NASA | GSFC | STScI | HubbleSite | 2017 Jan 07
Searching for planets around other stars is a tricky business. They're so small and faint that it's hard to spot them. But a possible planet in a nearby stellar system may be betraying its presence in a unique way: by a shadow that is sweeping across the face of a vast pancake-shaped gas-and-dust disk surrounding a young star.Shadow on TW Hydrae's Disk - Credit: NASA, ESA, and J. Debes (STScI)
The planet itself is not casting the shadow. But it is doing some heavy lifting by gravitationally pulling on material near the star and warping the inner part of the disk. The twisted, misaligned inner disk is casting its shadow across the surface of the outer disk.

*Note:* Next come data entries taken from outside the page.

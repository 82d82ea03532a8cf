//! Momentum (RSI) — buy oversold, sell overbought, with volatility-adaptive
//! thresholds.
//!
//! Confidence starts from how far RSI sits beyond its threshold and is then
//! scaled by three confirmations: trend (price vs long SMA), volume (current
//! vs the prior average) and short EMA direction.

use serde::{Deserialize, Serialize};

use super::{require_below, require_period, require_range, StrategyConfigError};
use crate::domain::signal::directional;
use crate::domain::{Action, MarketSeries, Signal};
use crate::indicators::stats::{mean, simple_returns, std_dev};
use crate::indicators::{ema, last, rsi, sma};

#[derive(Debug, Clone, PartialEq, Serialize, Deserialize)]
#[serde(default)]
pub struct MomentumParams {
    pub rsi_period: usize,
    pub oversold: f64,
    pub overbought: f64,
    /// Bars of simple returns used for the volatility estimate.
    pub volatility_lookback: usize,
    /// Per-bar return std-dev above which thresholds widen.
    pub high_volatility: f64,
    /// Per-bar return std-dev below which thresholds narrow.
    pub low_volatility: f64,
    pub threshold_shift: f64,
    pub trend_period: usize,
    pub volume_period: usize,
    /// Volume ratio at or above which the signal is volume-confirmed.
    pub volume_confirmation: f64,
    pub ema_period: usize,
    pub stop_loss_pct: f64,
    pub take_profit_pct: f64,
}

impl Default for MomentumParams {
    fn default() -> Self {
        Self {
            rsi_period: 14,
            oversold: 30.0,
            overbought: 70.0,
            volatility_lookback: 20,
            high_volatility: 0.03,
            low_volatility: 0.01,
            threshold_shift: 5.0,
            trend_period: 50,
            volume_period: 20,
            volume_confirmation: 1.2,
            ema_period: 9,
            stop_loss_pct: 0.02,
            take_profit_pct: 0.04,
        }
    }
}

impl MomentumParams {
    pub fn min_bars(&self) -> usize {
        (self.rsi_period + 1)
            .max(self.trend_period)
            .max(self.volume_period + 1)
            .max(self.ema_period + 1)
            .max(self.volatility_lookback + 1)
    }

    pub fn validate(&self) -> Result<(), StrategyConfigError> {
        require_period("rsi_period", self.rsi_period)?;
        require_period("volatility_lookback", self.volatility_lookback)?;
        require_period("trend_period", self.trend_period)?;
        require_period("volume_period", self.volume_period)?;
        require_period("ema_period", self.ema_period)?;
        require_range("oversold", self.oversold, 0.0, 100.0)?;
        require_range("overbought", self.overbought, 0.0, 100.0)?;
        require_below("oversold", self.oversold, "overbought", self.overbought)?;
        require_range("threshold_shift", self.threshold_shift, 0.0, 50.0)?;
        require_below(
            "oversold + threshold_shift",
            self.oversold + self.threshold_shift,
            "overbought - threshold_shift",
            self.overbought - self.threshold_shift,
        )?;
        require_below(
            "low_volatility",
            self.low_volatility,
            "high_volatility",
            self.high_volatility,
        )?;
        require_range("volume_confirmation", self.volume_confirmation, 0.0, 100.0)?;
        require_range("stop_loss_pct", self.stop_loss_pct, 0.0, 1.0)?;
        require_range("take_profit_pct", self.take_profit_pct, 0.0, 10.0)?;
        Ok(())
    }
}

pub(crate) fn analyze(series: &MarketSeries, p: &MomentumParams) -> Signal {
    let closes = series.closes();
    let volumes = series.volumes();
    let n = closes.len();

    let Some(current_rsi) = last(&rsi(&closes, p.rsi_period)) else {
        return Signal::hold("momentum_rsi: RSI unavailable");
    };

    let window = &closes[n - (p.volatility_lookback + 1)..];
    let volatility = std_dev(&simple_returns(window));
    let (oversold, overbought, regime) = if volatility > p.high_volatility {
        (
            p.oversold - p.threshold_shift,
            p.overbought + p.threshold_shift,
            "high vol",
        )
    } else if volatility < p.low_volatility {
        (
            p.oversold + p.threshold_shift,
            p.overbought - p.threshold_shift,
            "low vol",
        )
    } else {
        (p.oversold, p.overbought, "normal vol")
    };

    let (action, extremity) = if current_rsi < oversold {
        (Action::Buy, (oversold - current_rsi) / oversold)
    } else if current_rsi > overbought {
        (Action::Sell, (current_rsi - overbought) / (100.0 - overbought))
    } else {
        return Signal::hold(format!(
            "momentum_rsi: RSI {current_rsi:.1} neutral ({oversold:.0}/{overbought:.0}, {regime})"
        ));
    };
    let mut confidence = 0.6 + 0.4 * extremity.clamp(0.0, 1.0);

    let price = closes[n - 1];
    let Some(trend_sma) = last(&sma(&closes, p.trend_period)) else {
        return Signal::hold("momentum_rsi: trend SMA unavailable");
    };
    let with_trend = match action {
        Action::Buy => price > trend_sma,
        _ => price < trend_sma,
    };
    confidence *= if with_trend { 1.1 } else { 0.85 };

    // Current bar against the mean of the preceding volumes.
    let prior = mean(&volumes[n - 1 - p.volume_period..n - 1]);
    let volume_ratio = if prior > 0.0 { volumes[n - 1] / prior } else { 1.0 };
    if volume_ratio >= p.volume_confirmation {
        confidence *= 1.2;
    } else if volume_ratio < 0.8 {
        confidence *= 0.9;
    }

    let short_ema = ema(&closes, p.ema_period);
    if short_ema.len() < 2 {
        return Signal::hold("momentum_rsi: EMA unavailable");
    }
    let rising = short_ema[short_ema.len() - 1] > short_ema[short_ema.len() - 2];
    let ema_agrees = match action {
        Action::Buy => rising,
        _ => !rising,
    };
    confidence *= if ema_agrees { 1.1 } else { 0.9 };
    let confidence = confidence.clamp(0.1, 1.0);

    let mut risk = directional(0.3 + volatility * 10.0);
    if !with_trend {
        risk = directional(risk + 0.1);
    }

    let (stop, target, side) = match action {
        Action::Buy => (
            price * (1.0 - p.stop_loss_pct),
            price * (1.0 + p.take_profit_pct),
            "oversold",
        ),
        _ => (
            price * (1.0 + p.stop_loss_pct),
            price * (1.0 - p.take_profit_pct),
            "overbought",
        ),
    };

    Signal::new(
        action,
        confidence,
        risk,
        format!(
            "momentum_rsi: RSI {current_rsi:.1} {side} ({regime}, volume x{volume_ratio:.2}, {})",
            if with_trend { "with trend" } else { "counter-trend" }
        ),
    )
    .with_stop_loss(stop)
    .with_take_profit(target)
    .with_suggested_size(confidence * (1.0 - risk))
}
//! Relative Strength Index (RSI).
//!
//! Uses Wilder smoothing of average gains and average losses.
//! RSI = 100 - 100 / (1 + avg_gain / avg_loss)
//! Needs period + 1 points; output length n - period.
//! Edge cases: no movement → 50; avg_loss == 0 → 100; avg_gain == 0 → 0.

pub fn rsi(values: &[f64], period: usize) -> Vec<f64> {
    let n = values.len();
    if period == 0 || n < period + 1 {
        return Vec::new();
    }

    // Seed: average gain and average loss over the first `period` changes
    let mut avg_gain = 0.0;
    let mut avg_loss = 0.0;
    for i in 1..=period {
        let ch = values[i] - values[i - 1];
        if ch > 0.0 {
            avg_gain += ch;
        } else {
            avg_loss -= ch;
        }
    }
    avg_gain /= period as f64;
    avg_loss /= period as f64;

    let mut result = Vec::with_capacity(n - period);
    result.push(compute_rsi(avg_gain, avg_loss));

    let alpha = 1.0 / period as f64;
    for i in (period + 1)..n {
        let ch = values[i] - values[i - 1];
        let gain = ch.max(0.0);
        let loss = (-ch).max(0.0);
        avg_gain = alpha * gain + (1.0 - alpha) * avg_gain;
        avg_loss = alpha * loss + (1.0 - alpha) * avg_loss;
        result.push(compute_rsi(avg_gain, avg_loss));
    }

    result
}

fn compute_rsi(avg_gain: f64, avg_loss: f64) -> f64 {
    if avg_loss == 0.0 && avg_gain == 0.0 {
        50.0 // no movement
    } else if avg_loss == 0.0 {
        100.0
    } else if avg_gain == 0.0 {
        0.0
    } else {
        100.0 - 100.0 / (1.0 + avg_gain / avg_loss)
    }
}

A team of astronomers led by John Debes of the Space Telescope Science Institute in Baltimore, Maryland, say this scenario is the most plausible explanation for the shadow they spotted in the stellar system TW Hydrae, located 192 light-years away in the constellation Hydra, also known as the Female Water Snake. The star is roughly 8 million years old and slightly less massive than our sun. The researchers uncovered the phenomenon while analyzing 18 years' worth of archival observations taken by NASA's Hubble Space Telescope. ...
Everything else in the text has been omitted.